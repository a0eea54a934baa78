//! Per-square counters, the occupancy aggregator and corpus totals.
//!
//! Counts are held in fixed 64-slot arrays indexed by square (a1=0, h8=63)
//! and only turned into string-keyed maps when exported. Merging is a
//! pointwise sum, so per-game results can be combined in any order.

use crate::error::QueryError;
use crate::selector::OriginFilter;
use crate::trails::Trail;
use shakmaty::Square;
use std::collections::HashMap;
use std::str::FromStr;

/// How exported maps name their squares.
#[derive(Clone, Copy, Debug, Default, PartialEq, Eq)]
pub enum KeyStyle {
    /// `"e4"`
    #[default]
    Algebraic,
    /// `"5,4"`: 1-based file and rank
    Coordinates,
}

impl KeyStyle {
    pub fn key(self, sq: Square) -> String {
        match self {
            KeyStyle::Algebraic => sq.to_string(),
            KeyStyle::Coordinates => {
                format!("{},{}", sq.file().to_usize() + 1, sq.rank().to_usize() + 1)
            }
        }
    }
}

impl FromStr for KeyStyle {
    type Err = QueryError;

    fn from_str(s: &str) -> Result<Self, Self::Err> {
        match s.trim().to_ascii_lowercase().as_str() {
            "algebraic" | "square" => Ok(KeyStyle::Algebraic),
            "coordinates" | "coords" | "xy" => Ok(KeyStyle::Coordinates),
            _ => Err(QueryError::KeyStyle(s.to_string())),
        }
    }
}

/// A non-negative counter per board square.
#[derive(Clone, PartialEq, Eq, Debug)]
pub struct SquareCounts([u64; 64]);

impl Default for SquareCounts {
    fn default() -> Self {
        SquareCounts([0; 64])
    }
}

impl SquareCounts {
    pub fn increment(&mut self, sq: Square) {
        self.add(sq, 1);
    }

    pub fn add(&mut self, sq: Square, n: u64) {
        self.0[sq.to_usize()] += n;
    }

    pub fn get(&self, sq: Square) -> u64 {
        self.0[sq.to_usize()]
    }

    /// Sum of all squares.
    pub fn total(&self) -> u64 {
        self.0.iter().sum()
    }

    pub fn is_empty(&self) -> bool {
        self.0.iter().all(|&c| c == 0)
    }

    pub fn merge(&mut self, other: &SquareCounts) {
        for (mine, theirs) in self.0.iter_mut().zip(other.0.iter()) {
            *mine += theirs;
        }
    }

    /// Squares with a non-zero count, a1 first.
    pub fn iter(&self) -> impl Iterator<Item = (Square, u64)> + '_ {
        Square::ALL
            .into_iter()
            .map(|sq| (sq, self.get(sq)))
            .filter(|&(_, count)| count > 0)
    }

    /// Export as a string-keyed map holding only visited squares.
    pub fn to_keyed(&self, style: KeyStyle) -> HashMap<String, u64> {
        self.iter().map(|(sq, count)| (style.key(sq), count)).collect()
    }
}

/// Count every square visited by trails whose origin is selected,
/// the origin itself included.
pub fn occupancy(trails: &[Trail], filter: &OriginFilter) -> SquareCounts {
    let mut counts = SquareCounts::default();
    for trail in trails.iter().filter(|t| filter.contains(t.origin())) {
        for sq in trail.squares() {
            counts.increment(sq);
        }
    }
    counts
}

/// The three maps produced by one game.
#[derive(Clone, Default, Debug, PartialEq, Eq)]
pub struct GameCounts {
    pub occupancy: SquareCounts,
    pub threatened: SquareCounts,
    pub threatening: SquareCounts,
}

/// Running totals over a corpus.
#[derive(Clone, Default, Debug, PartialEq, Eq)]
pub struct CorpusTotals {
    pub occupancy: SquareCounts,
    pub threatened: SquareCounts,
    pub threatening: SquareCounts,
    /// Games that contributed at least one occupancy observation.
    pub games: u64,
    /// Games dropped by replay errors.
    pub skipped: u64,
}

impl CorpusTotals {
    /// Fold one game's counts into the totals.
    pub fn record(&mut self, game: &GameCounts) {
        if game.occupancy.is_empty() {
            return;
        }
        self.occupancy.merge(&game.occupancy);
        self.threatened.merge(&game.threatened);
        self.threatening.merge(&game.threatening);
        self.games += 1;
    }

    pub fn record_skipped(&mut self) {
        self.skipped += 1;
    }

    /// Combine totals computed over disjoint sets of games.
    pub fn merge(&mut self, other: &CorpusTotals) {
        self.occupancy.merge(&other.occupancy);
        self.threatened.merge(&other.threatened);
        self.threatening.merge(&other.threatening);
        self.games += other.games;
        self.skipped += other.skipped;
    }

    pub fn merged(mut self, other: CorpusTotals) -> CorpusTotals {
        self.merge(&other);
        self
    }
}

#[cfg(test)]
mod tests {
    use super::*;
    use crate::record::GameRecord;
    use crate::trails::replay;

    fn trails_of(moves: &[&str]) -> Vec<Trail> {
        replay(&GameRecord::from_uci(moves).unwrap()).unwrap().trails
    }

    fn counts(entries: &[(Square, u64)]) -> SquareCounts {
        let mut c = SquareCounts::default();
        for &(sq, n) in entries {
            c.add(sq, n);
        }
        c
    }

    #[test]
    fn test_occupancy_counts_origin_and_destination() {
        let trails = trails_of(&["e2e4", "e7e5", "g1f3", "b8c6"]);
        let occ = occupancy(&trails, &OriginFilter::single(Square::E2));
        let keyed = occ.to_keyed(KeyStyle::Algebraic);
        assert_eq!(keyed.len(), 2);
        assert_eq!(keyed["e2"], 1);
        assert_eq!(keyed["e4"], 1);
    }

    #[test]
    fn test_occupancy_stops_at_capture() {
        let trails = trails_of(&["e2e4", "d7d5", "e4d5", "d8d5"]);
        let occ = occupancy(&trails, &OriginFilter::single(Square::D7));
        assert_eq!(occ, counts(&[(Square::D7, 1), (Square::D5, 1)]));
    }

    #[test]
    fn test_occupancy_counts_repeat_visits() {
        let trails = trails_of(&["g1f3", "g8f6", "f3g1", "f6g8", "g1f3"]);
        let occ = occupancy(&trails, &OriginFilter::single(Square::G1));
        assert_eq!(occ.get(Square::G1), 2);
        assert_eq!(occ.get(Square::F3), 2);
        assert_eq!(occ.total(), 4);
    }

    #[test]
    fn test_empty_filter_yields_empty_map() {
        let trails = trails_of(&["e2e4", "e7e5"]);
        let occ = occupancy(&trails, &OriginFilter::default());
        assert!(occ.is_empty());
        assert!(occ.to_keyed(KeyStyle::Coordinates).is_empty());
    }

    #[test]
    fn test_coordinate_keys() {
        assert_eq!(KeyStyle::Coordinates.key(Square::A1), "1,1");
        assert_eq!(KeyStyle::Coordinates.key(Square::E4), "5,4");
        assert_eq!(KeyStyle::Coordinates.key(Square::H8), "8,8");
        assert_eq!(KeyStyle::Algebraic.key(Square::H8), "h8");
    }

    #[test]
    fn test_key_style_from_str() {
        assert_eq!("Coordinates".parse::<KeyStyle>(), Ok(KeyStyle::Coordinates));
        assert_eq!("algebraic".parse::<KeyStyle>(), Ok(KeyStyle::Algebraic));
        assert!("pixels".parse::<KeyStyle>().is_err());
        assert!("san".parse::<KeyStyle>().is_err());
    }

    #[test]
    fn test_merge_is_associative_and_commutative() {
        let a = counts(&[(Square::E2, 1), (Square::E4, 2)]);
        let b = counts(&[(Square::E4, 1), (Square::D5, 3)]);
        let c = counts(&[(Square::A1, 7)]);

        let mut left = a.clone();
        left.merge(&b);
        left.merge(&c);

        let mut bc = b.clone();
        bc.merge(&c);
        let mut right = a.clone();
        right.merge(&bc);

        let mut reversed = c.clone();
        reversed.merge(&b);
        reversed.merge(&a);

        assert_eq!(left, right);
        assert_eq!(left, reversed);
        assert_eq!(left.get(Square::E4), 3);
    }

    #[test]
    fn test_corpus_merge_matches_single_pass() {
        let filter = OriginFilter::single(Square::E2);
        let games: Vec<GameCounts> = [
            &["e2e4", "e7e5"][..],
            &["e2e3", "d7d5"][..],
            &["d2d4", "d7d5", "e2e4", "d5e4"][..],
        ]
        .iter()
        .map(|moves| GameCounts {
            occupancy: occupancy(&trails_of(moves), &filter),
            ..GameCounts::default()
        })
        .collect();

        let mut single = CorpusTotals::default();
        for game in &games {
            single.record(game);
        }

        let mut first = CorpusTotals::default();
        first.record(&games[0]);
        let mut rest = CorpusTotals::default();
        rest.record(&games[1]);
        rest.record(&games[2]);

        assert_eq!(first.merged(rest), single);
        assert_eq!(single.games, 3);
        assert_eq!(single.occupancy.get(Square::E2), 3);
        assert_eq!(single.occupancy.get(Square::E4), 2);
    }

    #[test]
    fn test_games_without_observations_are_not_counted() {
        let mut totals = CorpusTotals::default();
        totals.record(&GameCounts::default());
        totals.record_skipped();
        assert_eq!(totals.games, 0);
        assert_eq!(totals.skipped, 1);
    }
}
______________________________
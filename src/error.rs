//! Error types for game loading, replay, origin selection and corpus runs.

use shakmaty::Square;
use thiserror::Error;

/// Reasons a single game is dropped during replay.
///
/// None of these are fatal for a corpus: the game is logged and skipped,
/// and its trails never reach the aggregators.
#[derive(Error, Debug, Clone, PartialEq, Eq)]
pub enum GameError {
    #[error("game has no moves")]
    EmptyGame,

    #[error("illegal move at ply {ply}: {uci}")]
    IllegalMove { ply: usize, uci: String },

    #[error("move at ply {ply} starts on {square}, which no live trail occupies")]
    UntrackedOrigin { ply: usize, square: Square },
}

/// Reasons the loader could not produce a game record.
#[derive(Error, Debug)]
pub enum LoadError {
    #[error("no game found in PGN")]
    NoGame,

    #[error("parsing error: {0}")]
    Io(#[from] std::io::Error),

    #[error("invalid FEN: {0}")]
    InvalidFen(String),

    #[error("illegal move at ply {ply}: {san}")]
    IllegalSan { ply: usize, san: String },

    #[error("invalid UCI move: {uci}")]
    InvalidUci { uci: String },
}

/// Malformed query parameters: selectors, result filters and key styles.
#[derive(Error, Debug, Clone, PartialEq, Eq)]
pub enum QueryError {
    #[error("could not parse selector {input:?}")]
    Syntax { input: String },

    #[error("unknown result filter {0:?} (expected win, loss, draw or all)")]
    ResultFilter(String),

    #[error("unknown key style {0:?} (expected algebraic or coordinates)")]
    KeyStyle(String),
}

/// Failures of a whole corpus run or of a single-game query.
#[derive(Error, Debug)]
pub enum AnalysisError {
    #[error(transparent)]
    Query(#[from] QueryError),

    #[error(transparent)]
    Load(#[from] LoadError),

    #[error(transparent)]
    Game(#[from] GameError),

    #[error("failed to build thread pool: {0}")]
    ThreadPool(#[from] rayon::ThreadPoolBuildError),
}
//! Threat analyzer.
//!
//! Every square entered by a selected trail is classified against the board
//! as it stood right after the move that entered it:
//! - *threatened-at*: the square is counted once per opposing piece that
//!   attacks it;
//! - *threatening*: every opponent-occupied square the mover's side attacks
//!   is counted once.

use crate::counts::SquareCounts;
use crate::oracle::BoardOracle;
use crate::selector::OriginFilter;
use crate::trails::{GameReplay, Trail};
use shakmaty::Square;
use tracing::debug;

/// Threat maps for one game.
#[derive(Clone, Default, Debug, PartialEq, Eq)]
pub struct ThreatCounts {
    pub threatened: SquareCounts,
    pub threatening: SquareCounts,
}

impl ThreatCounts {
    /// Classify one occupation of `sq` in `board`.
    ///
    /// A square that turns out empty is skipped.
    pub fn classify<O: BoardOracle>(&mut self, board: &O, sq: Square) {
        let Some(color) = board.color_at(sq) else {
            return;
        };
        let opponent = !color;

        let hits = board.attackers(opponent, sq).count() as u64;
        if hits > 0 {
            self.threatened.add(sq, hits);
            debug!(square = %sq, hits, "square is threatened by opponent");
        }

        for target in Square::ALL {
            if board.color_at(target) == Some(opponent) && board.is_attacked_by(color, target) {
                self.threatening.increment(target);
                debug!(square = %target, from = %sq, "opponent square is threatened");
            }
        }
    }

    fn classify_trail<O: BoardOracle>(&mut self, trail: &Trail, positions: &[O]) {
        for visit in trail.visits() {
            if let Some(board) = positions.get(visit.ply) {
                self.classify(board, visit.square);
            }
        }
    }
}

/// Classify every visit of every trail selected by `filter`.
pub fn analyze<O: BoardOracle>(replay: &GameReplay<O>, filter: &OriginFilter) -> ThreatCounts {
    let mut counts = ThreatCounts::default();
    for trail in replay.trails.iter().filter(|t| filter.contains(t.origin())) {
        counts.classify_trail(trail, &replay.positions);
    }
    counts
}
______________________________
WHAT YOU HAVE TO DO:
In the records above, some lines hold the word "struct". Say how many, and nothing more.

ANSWER TO THE PROBLEM:
4